→ EXERCISE BRIEF
Only the lines from the top of the material through the line containing "of purchase totals" should be restated, each one exactly.

→ TASK MATERIAL
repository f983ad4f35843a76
mod auth;

pub use auth::*;
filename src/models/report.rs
use serde::{Deserialize, Serialize};

#[derive(Debug, Default, Clone, Deserialize)]
pub struct ReportRange {
    pub start_date: Option<i64>,
    pub end_date: Option<i64>,
}

/// Revenue statistics for a single currency
#[derive(Debug, Clone, Serialize)]
pub struct CurrencySales {
    /// ISO 4217 currency code (lowercase)
    pub currency: String,
    /// Sum of purchase totals
    pub gross_cents: i64,
    /// Absolute value of refunded totals
    pub refunded_cents: i64,
    /// gross - refunded
    pub net_cents: i64,
    pub discount_cents: i64,
    pub purchase_count: i64,
    pub refund_count: i64,
}

/// Amounts cannot be summed across currencies.
#[derive(Debug, Clone, Serialize)]
pub struct SalesReport {
    pub start_date: Option<i64>,
    pub end_date: Option<i64>,
    pub by_currency: Vec<CurrencySales>,
}

#[derive(Debug, Clone, Serialize)]
pub struct CourseReportRow {
    pub course_id: String,
    pub title: String,
    pub currency: String,
    pub active_enrollments: i64,
    pub completions: i64,
    /// Net of refunds
    pub revenue_cents: i64,
    pub average_progress: i64,
}

#[derive(Debug, Clone, Serialize)]
pub struct CouponReportRow {
    pub coupon_id: String,
    pub code: String,
    pub used_count: i64,
    pub max_uses: Option<i64>,
    pub discount_given_cents: i64,
    pub active: bool,
}
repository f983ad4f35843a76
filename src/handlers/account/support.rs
use axum::{
    extract::{
        Extension, State,
        ws::{CloseFrame, Message, WebSocket, WebSocketUpgrade},
    },
    http::{HeaderMap, StatusCode},
    response::Response,
};
use serde::Serialize;
use tokio::sync::broadcast::error::RecvError;

use crate::db::{AppState, queries};
use crate::error::{AppError, OptionExt, Result, msg};
use crate::extractors::{Json, Path, Query};
use crate::fulfillment::notify_users;
use crate::middleware::{AuthContext, authenticate_token};
use crate::models::{
    AuditAction, ChatSocketQuery, ConversationListQuery, ConversationWithMessages,
    CreateConversation, NewNotification, NotificationKind, PostMessage, SupportConversation,
    SupportMessage, User, validate_message_body,
};
use crate::pagination::{Paginated, PaginationQuery};
use crate::util::AuditLogBuilder;

fn load_conversation(state: &AppState, user: &User, id: &str) -> Result<SupportConversation> {
    let conn = state.db.get()?;
    let conversation =
        queries::get_conversation(&conn, id)?.or_not_found(msg::CONVERSATION_NOT_FOUND)?;
    if !user.role.is_admin() && conversation.user_id != user.id {
        return Err(AppError::NotFound(msg::CONVERSATION_NOT_FOUND.into()));
    }
    Ok(conversation)
}

/// Persist a message, push it to live sockets, and notify the owner when
/// someone else replied.
fn post_message(
    state: &AppState,
    sender: &User,
    conversation: &SupportConversation,
    body: &str,
) -> Result<SupportMessage> {
    validate_message_body(body)?;
    let message = {
        let conn = state.db.get()?;
        queries::create_message(&conn, &conversation.id, &sender.id, body.trim())?
            .ok_or_else(|| AppError::Conflict(msg::CONVERSATION_CLOSED.into()))?
    };

    state.chat.publish(&message);

    if sender.id != conversation.user_id {
        let notification = NewNotification {
            kind: NotificationKind::SupportReply,
            title: format!("New reply: {}", conversation.subject),
            body: message.body.chars().take(200).collect(),
            link: Some(format!("/support/conversations/{}", conversation.id)),
        };
        if let Err(e) = notify_users(state, std::slice::from_ref(&conversation.user_id), &notification)
        {
            tracing::warn!(conversation_id = %conversation.id, "Failed to store reply notification: {}", e);
        }
    }

    Ok(message)
}

pub async fn create_conversation(
    State(state): State<AppState>,
    Extension(ctx): Extension<AuthContext>,
    Json(input): Json<CreateConversation>,
) -> Result<(StatusCode, Json<ConversationWithMessages>)> {
    input.validate()?;
    let mut conn = state.db.get()?;
    let tx = conn.transaction()?;
    let conversation = queries::create_conversation(&tx, ctx.user_id(), &input.subject)?;
    let message = queries::create_message(&tx, &conversation.id, ctx.user_id(), input.message.trim())?
        .ok_or_else(|| AppError::Internal("new conversation is not open".into()))?;
    tx.commit()?;

    tracing::info!(conversation_id = %conversation.id, user_id = %ctx.user_id(), "Support conversation opened");

    Ok((
        StatusCode::CREATED,
        Json(ConversationWithMessages {
            conversation,
            messages: vec![message],
        }),
    ))
}

/// Own conversations; admins see everyone's.
pub async fn list_conversations(
    State(state): State<AppState>,
    Extension(ctx): Extension<AuthContext>,
    Query(query): Query<ConversationListQuery>,
) -> Result<Json<Paginated<SupportConversation>>> {
    let page = PaginationQuery {
        limit: query.limit,
        offset: query.offset,
    };
    let owner = (!ctx.is_admin()).then(|| ctx.user_id());
    let conn = state.db.get()?;
    let (items, total) =
        queries::list_conversations(&conn, owner, query.status, page.limit(), page.offset())?;
    Ok(Json(Paginated::from_query(items, total, &page)))
}

pub async fn get_messages(
    State(state): State<AppState>,
    Extension(ctx): Extension<AuthContext>,
    Path(id): Path<String>,
) -> Result<Json<ConversationWithMessages>> {
    let conversation = load_conversation(&state, &ctx.user, &id)?;
    let conn = state.db.get()?;
    let messages = queries::list_messages(&conn, &conversation.id)?;
    Ok(Json(ConversationWithMessages {
        conversation,
        messages,
    }))
}

pub async fn send_message(
    State(state): State<AppState>,
    Extension(ctx): Extension<AuthContext>,
    Path(id): Path<String>,
    Json(input): Json<PostMessage>,
) -> Result<(StatusCode, Json<SupportMessage>)> {
    let conversation = load_conversation(&state, &ctx.user, &id)?;
    let message = post_message(&state, &ctx.user, &conversation, &input.body)?;
    Ok((StatusCode::CREATED, Json(message)))
}

pub async fn close_conversation(
    State(state): State<AppState>,
    Extension(ctx): Extension<AuthContext>,
    headers: HeaderMap,
    Path(id): Path<String>,
) -> Result<Json<SupportConversation>> {
    let conversation = load_conversation(&state, &ctx.user, &id)?;
    let conn = state.db.get()?;
    if queries::close_conversation(&conn, &conversation.id)? {
        let audit_conn = state.audit.get()?;
        AuditLogBuilder::new(&audit_conn, state.audit_log_enabled, &headers)
            .user(&ctx.user)
            .action(AuditAction::CloseConversation)
            .resource("conversation", &conversation.id)
            .save()?;
    }
    let conversation =
        queries::get_conversation(&conn, &id)?.or_not_found(msg::CONVERSATION_NOT_FOUND)?;
    Ok(Json(conversation))
}

// ============ WebSocket ============

#[derive(Serialize)]
struct SocketError<'a> {
    error: &'a str,
}

/// `GET /support/conversations/{id}/ws?token=`
///
/// Authentication happens before the upgrade so failures are plain HTTP
/// errors.
pub async fn conversation_ws(
    State(state): State<AppState>,
    Path(id): Path<String>,
    Query(query): Query<ChatSocketQuery>,
    ws: WebSocketUpgrade,
) -> Result<Response> {
    let user = authenticate_token(&state, &query.token)?;
    let conversation = load_conversation(&state, &user, &id)?;
    Ok(ws.on_upgrade(move |socket| handle_conversation_ws(socket, state, user, conversation)))
}

async fn handle_conversation_ws(
    mut socket: WebSocket,
    state: AppState,
    user: User,
    conversation: SupportConversation,
) {
    // Subscribe before reading so nothing published meanwhile is missed
    let mut rx = state.chat.subscribe(&conversation.id);

    loop {
        tokio::select! {
            published = rx.recv() => match published {
                Ok(message) => {
                    if send_json(&mut socket, &message).await.is_err() {
                        break;
                    }
                }
                Err(RecvError::Lagged(skipped)) => {
                    tracing::warn!(conversation_id = %conversation.id, skipped, "Chat socket lagged");
                }
                Err(RecvError::Closed) => break,
            },

            incoming = socket.recv() => match incoming {
                Some(Ok(Message::Text(text))) => {
                    let reply = serde_json::from_str::<PostMessage>(text.as_str())
                        .map_err(|_| AppError::BadRequest("Expected {\"body\": \"...\"}".into()))
                        .and_then(|input| post_message(&state, &user, &conversation, &input.body));
                    if let Err(e) = reply {
                        let text = e.public_message();
                        if send_json(&mut socket, &SocketError { error: &text }).await.is_err() {
                            break;
                        }
                        if matches!(e, AppError::Conflict(_)) {
                            let _ = socket
                                .send(Message::Close(Some(CloseFrame {
                                    code: 4009,
                                    reason: msg::CONVERSATION_CLOSED.into(),
                                })))
                                .await;
                            return;
                        }
                    }
                }
                Some(Ok(Message::Close(_))) | None => break,
                Some(Ok(_)) => {}
                Some(Err(e)) => {
                    tracing::debug!(conversation_id = %conversation.id, "Chat socket error: {}", e);
                    break;
                }
            },
        }
    }

    let _ = socket.send(Message::Close(None)).await;
}

/// Serialize `value` as JSON and send it as a text frame.
async fn send_json<T: Serialize>(socket: &mut WebSocket, value: &T) -> std::result::Result<(), ()> {
    let json = serde_json::to_string(value).map_err(|_| ())?;
    socket.send(Message::Text(json.into())).await.map_err(|_| ())
}
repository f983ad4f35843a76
use serde::{Deserialize, Serialize};

use crate::models::UserRole;

/// Custom claims carried by a session token.
/// Standard claims (iss, sub, iat, exp) are handled by jwt-simple; `sub` is the user id.
#[derive(Debug, Clone, Serialize, Deserialize)]
pub struct SessionClaims {
    /// Role at issue time. Authorization re-reads the user, so this is a hint
    /// for clients only.
    pub role: UserRole,
}

/// A verified session token.
#[derive(Debug, Clone)]
pub struct Session {
    pub user_id: String,
    pub role: UserRole,
    pub expires_at: i64,
}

→ EXERCISE ANSWER
repository f983ad4f35843a76
mod auth;

pub use auth::*;
filename src/models/report.rs
use serde::{Deserialize, Serialize};

#[derive(Debug, Default, Clone, Deserialize)]
pub struct ReportRange {
    pub start_date: Option<i64>,
    pub end_date: Option<i64>,
}

/// Revenue statistics for a single currency
#[derive(Debug, Clone, Serialize)]
pub struct CurrencySales {
    /// ISO 4217 currency code (lowercase)
    pub currency: String,
    /// Sum of purchase totals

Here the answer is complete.